** Opening Supplied data block **
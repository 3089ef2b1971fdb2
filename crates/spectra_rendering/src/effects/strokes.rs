//! Per-frame stroke list.
//!
//! Effects describe what to draw as strokes: a slice of polyline points plus
//! the profiles and pass tuning to draw them with. All strokes of a frame
//! share one point buffer that is cleared, never freed.

use spectra_core::Vec2;
use spectra_shared::StyleDescriptor;

use crate::compositor::CompositeParams;
use crate::geometry::{ColorProfile, WidthProfile};

/// How to draw one stroke.
#[derive(Clone, Copy, Debug, PartialEq)]
pub struct StrokeStyle {
    /// Width along the stroke.
    pub width: WidthProfile,
    /// Color along the stroke, opacity already applied.
    pub color: ColorProfile,
    /// Pass tuning.
    pub params: CompositeParams,
}

impl StrokeStyle {
    /// Stroke using a theme's pass multipliers and smoothing.
    #[must_use]
    pub fn themed(style: &StyleDescriptor, width: WidthProfile, color: ColorProfile) -> Self {
        let smoothing =
            (style.smoothing_segments >= 2).then_some(usize::from(style.smoothing_segments));
        Self {
            width,
            color,
            params: CompositeParams {
                smoothing,
                ..CompositeParams::new(style.bloom_multiplier, style.core_multiplier)
            },
        }
    }

    /// Overrides the smoothing sample count (`None` draws raw points).
    #[must_use]
    pub fn with_smoothing(mut self, smoothing: Option<usize>) -> Self {
        self.params.smoothing = smoothing;
        self
    }

    /// Shifts the whole stroke by `offset`.
    #[must_use]
    pub fn with_offset(mut self, offset: Vec2) -> Self {
        self.params.offset = offset;
        self
    }
}

#[derive(Clone, Copy, Debug)]
struct Stroke {
    start: usize,
    end: usize,
    style: StrokeStyle,
}

/// Strokes collected for one frame.
#[derive(Debug, Default)]
pub struct StrokeBuffer {
    points: Vec<Vec2>,
    strokes: Vec<Stroke>,
}

impl StrokeBuffer {
    /// Buffer with room for `points` points across `strokes` strokes.
    #[must_use]
    pub fn with_capacity(points: usize, strokes: usize) -> Self {
        Self {
            points: Vec::with_capacity(points),
            strokes: Vec::with_capacity(strokes),
        }
    }

    /// Adds a stroke whose points `fill` appends, head first.
    ///
    /// Strokes with fewer than two points are dropped.
    pub fn push(&mut self, style: StrokeStyle, fill: impl FnOnce(&mut Vec<Vec2>)) {
        let start = self.points.len();
        fill(&mut self.points);
        let end = self.points.len();
        if end - start < 2 {
            self.points.truncate(start);
            return;
        }
        self.strokes.push(Stroke { start, end, style });
    }

    /// Number of strokes.
    #[must_use]
    pub fn len(&self) -> usize {
        self.strokes.len()
    }

    /// True when no strokes were added.
    #[must_use]
    pub fn is_empty(&self) -> bool {
        self.strokes.is_empty()
    }

    /// Total points across all strokes.
    #[must_use]
    pub fn point_count(&self) -> usize {
        self.points.len()
    }

    /// Strokes in insertion order.
    pub fn iter(&self) -> impl Iterator<Item = (&[Vec2], &StrokeStyle)> + '_ {
        self.strokes
            .iter()
            .map(move |s| (&self.points[s.start..s.end], &s.style))
    }

    /// Drops every stroke, keeping the allocations.
    pub fn clear(&mut self) {
        self.points.clear();
        self.strokes.clear();
    }
}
** Closing Supplied data block **
• **Task prompt**:
Give back, exactly as written, the stretch from the line with "pub fn len(&self)" through the line with "in insertion order.", and no other lines from the records above.

• **Solution to this task**:
    pub fn len(&self) -> usize {
        self.strokes.len()
    }

    /// True when no strokes were added.
    #[must_use]
    pub fn is_empty(&self) -> bool {
        self.strokes.is_empty()
    }

    /// Total points across all strokes.
    #[must_use]
    pub fn point_count(&self) -> usize {
        self.points.len()
    }

    /// Strokes in insertion order.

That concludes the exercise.